Whiz, an autonomous floor-cleaning machine for businesses, will go on sale in Japan in February, the company announced Monday.
The 32-kg machine is powered by self-driving software and an array of sensors from Brain Corp., a San Diego-based startup that is part of SoftBank's $100 billion Vision Fund. It will be available for rent for ¥25,000 a month.
Pepper, SoftBank's first foray into robotics, was marketed as a companion in the home and as a sales assistant on the shop floor. While that robot is capable of expressing humanlike body language, keeping eye contact and engaging in limited small talk, it failed to catch on.
Brain doesn't make its own hardware. It focuses instead on developing software that endows machines with autonomy in closed environments.
"At Brain, we want to see the future where robots are everywhere," Eugene Izhikevich, founder and chief executive of Brain, said at a briefing in Tokyo. "We want to enable this revolution."
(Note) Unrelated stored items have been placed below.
use crate::types::FacilitiesResponse;

use super::{
    common::{ParamDictionary, QueryConfig},
    Query,
};

/// Path suffix for a Get Facilities request.
const FACILITIES_API_URI: &str = "echo_rest_services.get_facilities";

const DEFAULT_RESULTS_PER_PAGE: &str = "100";

/// Human-readable names accepted by [`FacilitiesQuery`].
pub static FACILITIES_PARAMS: ParamDictionary = ParamDictionary::new(&[
    ("resultsPerPage", "responseset"),
    ("passthrough", "passthrough"),
    ("name", "p_fn"),
    ("address", "p_sa"),
    ("city", "p_ct"),
    ("county", "p_co"),
    ("fipsCode", "p_fips"),
    ("state", "p_st"),
    ("zip", "p_zip"),
    ("permitId", "p_pid"),
    ("region", "p_reg"),
    ("naicsCode", "p_ncs"),
    ("penaltyTime", "p_pen"),
    ("latitude", "p_c1lat"),
    ("longitude", "p_c1lon"),
    ("latitude2", "p_c2lat"),
    ("longitude2", "p_c2lon"),
    ("USMexicoBorderFacility", "p_usmex"),
    ("SICCode", "p_sic2"),
    ("SICCode4", "p_sic4"),
    ("federalAgencyCode", "p_fa"),
    ("federalFacility", "p_ff"),
    ("activeFacility", "p_act"),
    ("majorFacility", "p_maj"),
    ("cleanAirMACT", "p_mact"),
    ("formalEnforcementWithinYearsAgo", "p_fea"),
    ("formalEnforcementActionYearsAgo", "p_feay"),
    ("FEAAAgencyCode", "p_feaa"),
    ("FEAARestrictedToICIS", "p_feac"),
    ("informalEnforcementWithinYearsAgo", "p_iea"),
    ("informalEnforcementActionYearsAgo", "p_ieay"),
    ("informalEnforcementAgency", "p_ieaa"),
    ("currentComplianceStatus", "p_cs"),
    ("quartersInViolation", "p_qiv"),
    ("nonAttainmentArea", "p_naa"),
    ("impairedWatersCategory", "p_impw"),
    ("TRIReporterCurrent", "p_trep"),
    ("onsiteChemicalReleases", "p_ocr"),
    ("offsiteChemicalTransfers", "p_oct"),
    ("percentMinority", "p_pm"),
    ("populationDensity", "p_pd"),
    ("lowIncome", "p_li"),
    ("nativeAmericanTerritory", "p_ico"),
    ("watershedHUC", "p_huc"),
    ("mediaType", "p_med"),
    ("lastInspectionWithinYearsAgo", "p_ysl"),
    ("lastINspectionYearsAgo", "p_ysly"),
    ("inspectionAgency", "p_ysla"),
    ("quickSearch", "p_qs"),
    ("singleFacility", "p_sfs"),
    ("tribalId", "p_tribeid"),
    ("tribalDistance", "p_tribedist"),
]);

const DEFAULT_FACILITIES_PARAMS: &[(&str, &str)] = &[("resultsPerPage", DEFAULT_RESULTS_PER_PAGE)];

/// Query against the Get Facilities endpoint.
///
/// Starts with `resultsPerPage=100`. Any name in [`FACILITIES_PARAMS`] can be
/// set through [`Query::set_param`]; the `with_*` methods cover the common ones.
#[derive(Clone, Debug)]
pub struct FacilitiesQuery {
    config: QueryConfig,
}

impl Default for FacilitiesQuery {
    fn default() -> Self {
        Self::new()
    }
}

impl Query for FacilitiesQuery {
    type Response = FacilitiesResponse;

    fn dictionary() -> &'static ParamDictionary {
        &FACILITIES_PARAMS
    }
    fn config(&self) -> &QueryConfig {
        &self.config
    }
    fn config_mut(&mut self) -> &mut QueryConfig {
        &mut self.config
    }
}

impl FacilitiesQuery {
    pub fn new() -> Self {
        let mut config = QueryConfig::new(FACILITIES_API_URI);
        for (key, value) in DEFAULT_FACILITIES_PARAMS {
            config.preset(key, value, &FACILITIES_PARAMS);
        }
        Self { config }
    }

    /// Names accepted by [`Query::set_param`] for this endpoint.
    pub fn parameter_names() -> impl Iterator<Item = &'static str> {
        FACILITIES_PARAMS.names()
    }

    pub fn with_results_per_page(mut self, results_per_page: u32) -> Self {
        self.config.preset(
            "resultsPerPage",
            &results_per_page.to_string(),
            &FACILITIES_PARAMS,
        );
        self
    }

    pub fn with_name(mut self, name: &str) -> Self {
        self.config.preset("name", name, &FACILITIES_PARAMS);
        self
    }

    pub fn with_city(mut self, city: &str) -> Self {
        self.config.preset("city", city, &FACILITIES_PARAMS);
        self
    }

    /// Two-letter US state code (e.g. "CA").
    pub fn with_state(mut self, state: &str) -> Self {
        self.config.preset("state", state, &FACILITIES_PARAMS);
        self
    }

    pub fn with_zip(mut self, zip: &str) -> Self {
        self.config.preset("zip", zip, &FACILITIES_PARAMS);
        self
    }

    /// Restricts results to the box spanned by two corners.
    pub fn with_bounding_box(mut self, corner1: (f64, f64), corner2: (f64, f64)) -> Self {
        for (key, value) in [
            ("latitude", corner1.0),
            ("longitude", corner1.1),
            ("latitude2", corner2.0),
            ("longitude2", corner2.1),
        ] {
            self.config.preset(key, &value.to_string(), &FACILITIES_PARAMS);
        }
        self
    }
}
The robot comes with a handle which a human uses to "teach" it the layout of the space that needs cleaning. After that it can perform the task autonomously.
The machine comes equipped with a laser range finder, 3D camera, collision sensor and a battery that can power it for as long as three hours. It can operate safely even when humans are present.
SoftBank itself pays about ¥180,000 a month for a crew of three people to tidy its own headquarters, said Kenichi Yoshida, chief business officer at SoftBank Robotics.
Because floor cleaning accounts for about 40 percent of the work, using Whiz could shave about ¥35,000 off that bill, Yoshida said.